Problem to work on ::
Could you print every entry below exactly as given?

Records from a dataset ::
————————
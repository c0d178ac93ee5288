//! Characteristic classes computed from graded lists of Chern classes.
//!
//! A graded list `[c_0, c_1, …, c_n]` holds one homogeneous polynomial per
//! degree. Everything here works in the truncated ring where degrees above
//! the base dimension vanish.

use num_traits::{One, Zero};

use crate::algebra::{bernoulli_numbers, factorial, fraction, integer, Coefficient, Polynomial, Rational};

fn part(classes: &[Polynomial], k: usize) -> Polynomial {
    classes.get(k).cloned().unwrap_or_default()
}

/// Splits a class into its homogeneous parts of degree `0..=max_degree`.
#[must_use]
pub fn graded_parts(class: &Polynomial, max_degree: usize) -> Vec<Polynomial> {
    (0..=max_degree)
        .map(|d| class.homogeneous_part(d as u32))
        .collect()
}

/// The sum of a graded list.
#[must_use]
pub fn total(classes: &[Polynomial]) -> Polynomial {
    classes.iter().fold(Polynomial::zero(), |acc, c| acc + c)
}

/// Degree-wise product `(a · b)_k = Σ_{i+j=k} a_i b_j`.
#[must_use]
pub fn graded_product(a: &[Polynomial], b: &[Polynomial], max_degree: usize) -> Vec<Polynomial> {
    (0..=max_degree)
        .map(|k| {
            (0..=k).fold(Polynomial::zero(), |acc, i| {
                acc + &part(a, i) * &part(b, k - i)
            })
        })
        .collect()
}

/// Inverse of a graded class with `c_0 = 1`: `g_k = -Σ_{i=1}^{k} c_i g_{k-i}`.
#[must_use]
pub fn graded_inverse(classes: &[Polynomial], max_degree: usize) -> Vec<Polynomial> {
    let mut inverse: Vec<Polynomial> = Vec::with_capacity(max_degree + 1);
    inverse.push(Polynomial::one());
    for k in 1..=max_degree {
        let sum = (1..=k).fold(Polynomial::zero(), |acc, i| acc + &part(classes, i) * &inverse[k - i]);
        inverse.push(-sum);
    }
    inverse
}

/// Power sums `p_1 … p_n` of the Chern roots from the Chern classes, by
/// Newton's identities `k e_k = Σ_{i=1}^{k} (-1)^{i-1} e_{k-i} p_i`.
///
/// Index 0 of the result is zero; the caller knows the rank.
#[must_use]
pub fn power_sums(chern: &[Polynomial], max_degree: usize) -> Vec<Polynomial> {
    let mut p: Vec<Polynomial> = vec![Polynomial::zero()];
    for k in 1..=max_degree {
        let mut acc = part(chern, k).scale(&integer(k as i64));
        for i in 1..k {
            let term = &part(chern, k - i) * &p[i];
            acc = if i % 2 == 1 { acc - term } else { acc + term };
        }
        p.push(if k % 2 == 1 { acc } else { -acc });
    }
    p
}

/// The Chern character `[rank, ch_1, …, ch_n]` with `ch_k = p_k / k!`.
#[must_use]
pub fn chern_character(rank: usize, chern: &[Polynomial], max_degree: usize) -> Vec<Polynomial> {
    let mut ch = power_sums(chern, max_degree);
    ch[0] = Polynomial::constant(integer(rank as i64));
    for (k, class) in ch.iter_mut().enumerate().skip(1) {
        *class = class.scale(&Rational::from_integer(factorial(k)).recip());
    }
    ch
}

/// Chern classes from a Chern character, inverting Newton's identities.
#[must_use]
pub fn chern_from_character(character: &[Polynomial], max_degree: usize) -> Vec<Polynomial> {
    let p: Vec<Polynomial> = (0..=max_degree)
        .map(|k| part(character, k).scale(&Rational::from_integer(factorial(k))))
        .collect();
    let mut e: Vec<Polynomial> = vec![Polynomial::one()];
    for k in 1..=max_degree {
        let mut acc = Polynomial::zero();
        for i in 1..=k {
            let term = &e[k - i] * &p[i];
            acc = if i % 2 == 1 { acc + term } else { acc - term };
        }
        e.push(acc.scale(&fraction(1, k as i64)));
    }
    e
}

/// The multiplicative class with `log Q(x) = Σ_k log_coefficients[k] x^k`,
/// evaluated as `exp(Σ_k l_k p_k)` and split by degree.
///
/// `chern[k]` must be homogeneous of ordinary total degree `k`, as the
/// classes of weight polynomials are; the result is graded by total degree.
#[must_use]
pub fn multiplicative_class(
    log_coefficients: &[Rational],
    chern: &[Polynomial],
    max_degree: usize,
) -> Vec<Polynomial> {
    let p = power_sums(chern, max_degree);
    let exponent = (1..=max_degree).fold(Polynomial::zero(), |acc, k| match log_coefficients.get(k) {
        Some(l) if !l.is_zero() => acc + p[k].scale(l),
        _ => acc,
    });
    let bound = max_degree as u32;
    let mut result = Polynomial::one();
    let mut term = Polynomial::one();
    for j in 1..=max_degree {
        term = term
            .mul_truncated(&exponent, bound)
            .scale(&fraction(1, j as i64));
        if term.is_zero() {
            break;
        }
        result = result + &term;
    }
    graded_parts(&result, max_degree)
}

/// Coefficients of `log(x / (1 - e^{-x})) = x/2 - Σ_{k≥1} B_{2k} x^{2k} / (2k (2k)!)`
/// up to `x^max_degree`.
#[must_use]
pub fn todd_log_coefficients(max_degree: usize) -> Vec<Rational> {
    let bernoulli = bernoulli_numbers(max_degree.max(1));
    (0..=max_degree)
        .map(|k| match k {
            0 => Rational::zero(),
            1 => fraction(1, 2),
            _ if k % 2 == 0 => {
                -(&bernoulli[k] / Rational::from_integer(factorial(k) * k))
            }
            _ => Rational::zero(),
        })
        .collect()
}

/// The Todd classes `td_0 … td_n`.
///
/// Same grading requirement as [`multiplicative_class`].
#[must_use]
pub fn todd_classes(chern: &[Polynomial], max_degree: usize) -> Vec<Polynomial> {
    multiplicative_class(&todd_log_coefficients(max_degree), chern, max_degree)
}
————————
Written reply ::
repository c0d178ac93ee5288
//! Characteristic classes computed from graded lists of Chern classes.
//!
//! A graded list `[c_0, c_1, …, c_n]` holds one homogeneous polynomial per
//! degree. Everything here works in the truncated ring where degrees above
//! the base dimension vanish.

use num_traits::{One, Zero};

use crate::algebra::{bernoulli_numbers, factorial, fraction, integer, Coefficient, Polynomial, Rational};

fn part(classes: &[Polynomial], k: usize) -> Polynomial {
    classes.get(k).cloned().unwrap_or_default()
}

/// Splits a class into its homogeneous parts of degree `0..=max_degree`.
#[must_use]
pub fn graded_parts(class: &Polynomial, max_degree: usize) -> Vec<Polynomial> {
    (0..=max_degree)
        .map(|d| class.homogeneous_part(d as u32))
        .collect()
}

/// The sum of a graded list.
#[must_use]
pub fn total(classes: &[Polynomial]) -> Polynomial {
    classes.iter().fold(Polynomial::zero(), |acc, c| acc + c)
}

/// Degree-wise product `(a · b)_k = Σ_{i+j=k} a_i b_j`.
#[must_use]
pub fn graded_product(a: &[Polynomial], b: &[Polynomial], max_degree: usize) -> Vec<Polynomial> {
    (0..=max_degree)
        .map(|k| {
            (0..=k).fold(Polynomial::zero(), |acc, i| {
                acc + &part(a, i) * &part(b, k - i)
            })
        })
        .collect()
}

/// Inverse of a graded class with `c_0 = 1`: `g_k = -Σ_{i=1}^{k} c_i g_{k-i}`.
#[must_use]
pub fn graded_inverse(classes: &[Polynomial], max_degree: usize) -> Vec<Polynomial> {
    let mut inverse: Vec<Polynomial> = Vec::with_capacity(max_degree + 1);
    inverse.push(Polynomial::one());
    for k in 1..=max_degree {
        let sum = (1..=k).fold(Polynomial::zero(), |acc, i| acc + &part(classes, i) * &inverse[k - i]);
        inverse.push(-sum);
    }
    inverse
}

/// Power sums `p_1 … p_n` of the Chern roots from the Chern classes, by
/// Newton's identities `k e_k = Σ_{i=1}^{k} (-1)^{i-1} e_{k-i} p_i`.
///
/// Index 0 of the result is zero; the caller knows the rank.
#[must_use]
pub fn power_sums(chern: &[Polynomial], max_degree: usize) -> Vec<Polynomial> {
    let mut p: Vec<Polynomial> = vec![Polynomial::zero()];
    for k in 1..=max_degree {
        let mut acc = part(chern, k).scale(&integer(k as i64));
        for i in 1..k {
            let term = &part(chern, k - i) * &p[i];
            acc = if i % 2 == 1 { acc - term } else { acc + term };
        }
        p.push(if k % 2 == 1 { acc } else { -acc });
    }
    p
}

/// The Chern character `[rank, ch_1, …, ch_n]` with `ch_k = p_k / k!`.
#[must_use]
pub fn chern_character(rank: usize, chern: &[Polynomial], max_degree: usize) -> Vec<Polynomial> {
    let mut ch = power_sums(chern, max_degree);
    ch[0] = Polynomial::constant(integer(rank as i64));
    for (k, class) in ch.iter_mut().enumerate().skip(1) {
        *class = class.scale(&Rational::from_integer(factorial(k)).recip());
    }
    ch
}

/// Chern classes from a Chern character, inverting Newton's identities.
#[must_use]
pub fn chern_from_character(character: &[Polynomial], max_degree: usize) -> Vec<Polynomial> {
    let p: Vec<Polynomial> = (0..=max_degree)
        .map(|k| part(character, k).scale(&Rational::from_integer(factorial(k))))
        .collect();
    let mut e: Vec<Polynomial> = vec![Polynomial::one()];
    for k in 1..=max_degree {
        let mut acc = Polynomial::zero();
        for i in 1..=k {
            let term = &e[k - i] * &p[i];
            acc = if i % 2 == 1 { acc + term } else { acc - term };
        }
        e.push(acc.scale(&fraction(1, k as i64)));
    }
    e
}

/// The multiplicative class with `log Q(x) = Σ_k log_coefficients[k] x^k`,
/// evaluated as `exp(Σ_k l_k p_k)` and split by degree.
///
/// `chern[k]` must be homogeneous of ordinary total degree `k`, as the
/// classes of weight polynomials are; the result is graded by total degree.
#[must_use]
pub fn multiplicative_class(
    log_coefficients: &[Rational],
    chern: &[Polynomial],
    max_degree: usize,
) -> Vec<Polynomial> {
    let p = power_sums(chern, max_degree);
    let exponent = (1..=max_degree).fold(Polynomial::zero(), |acc, k| match log_coefficients.get(k) {
        Some(l) if !l.is_zero() => acc + p[k].scale(l),
        _ => acc,
    });
    let bound = max_degree as u32;
    let mut result = Polynomial::one();
    let mut term = Polynomial::one();
    for j in 1..=max_degree {
        term = term
            .mul_truncated(&exponent, bound)
            .scale(&fraction(1, j as i64));
        if term.is_zero() {
            break;
        }
        result = result + &term;
    }
    graded_parts(&result, max_degree)
}

/// Coefficients of `log(x / (1 - e^{-x})) = x/2 - Σ_{k≥1} B_{2k} x^{2k} / (2k (2k)!)`
/// up to `x^max_degree`.
#[must_use]
pub fn todd_log_coefficients(max_degree: usize) -> Vec<Rational> {
    let bernoulli = bernoulli_numbers(max_degree.max(1));
    (0..=max_degree)
        .map(|k| match k {
            0 => Rational::zero(),
            1 => fraction(1, 2),
            _ if k % 2 == 0 => {
                -(&bernoulli[k] / Rational::from_integer(factorial(k) * k))
            }
            _ => Rational::zero(),
        })
        .collect()
}

/// The Todd classes `td_0 … td_n`.
///
/// Same grading requirement as [`multiplicative_class`].
#[must_use]
pub fn todd_classes(chern: &[Polynomial], max_degree: usize) -> Vec<Polynomial> {
    multiplicative_class(&todd_log_coefficients(max_degree), chern, max_degree)
}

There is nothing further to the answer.